[Collected data entries]
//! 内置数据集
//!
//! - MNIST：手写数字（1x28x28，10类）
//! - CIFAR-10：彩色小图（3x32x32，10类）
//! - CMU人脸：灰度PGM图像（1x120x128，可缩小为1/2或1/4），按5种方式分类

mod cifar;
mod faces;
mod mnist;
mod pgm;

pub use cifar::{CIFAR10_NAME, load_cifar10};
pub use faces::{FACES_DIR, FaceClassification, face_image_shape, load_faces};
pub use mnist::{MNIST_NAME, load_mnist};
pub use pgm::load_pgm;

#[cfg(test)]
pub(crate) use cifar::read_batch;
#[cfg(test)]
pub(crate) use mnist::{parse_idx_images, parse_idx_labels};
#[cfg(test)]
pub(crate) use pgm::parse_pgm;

> WORK ORDER:
Each record must be transcribed exactly, with nothing left out.

> TASK SOLUTION:
//! 内置数据集
//!
//! - MNIST：手写数字（1x28x28，10类）
//! - CIFAR-10：彩色小图（3x32x32，10类）
//! - CMU人脸：灰度PGM图像（1x120x128，可缩小为1/2或1/4），按5种方式分类

mod cifar;
mod faces;
mod mnist;
mod pgm;

pub use cifar::{CIFAR10_NAME, load_cifar10};
pub use faces::{FACES_DIR, FaceClassification, face_image_shape, load_faces};
pub use mnist::{MNIST_NAME, load_mnist};
pub use pgm::load_pgm;

#[cfg(test)]
pub(crate) use cifar::read_batch;
#[cfg(test)]
pub(crate) use mnist::{parse_idx_images, parse_idx_labels};
#[cfg(test)]
pub(crate) use pgm::parse_pgm;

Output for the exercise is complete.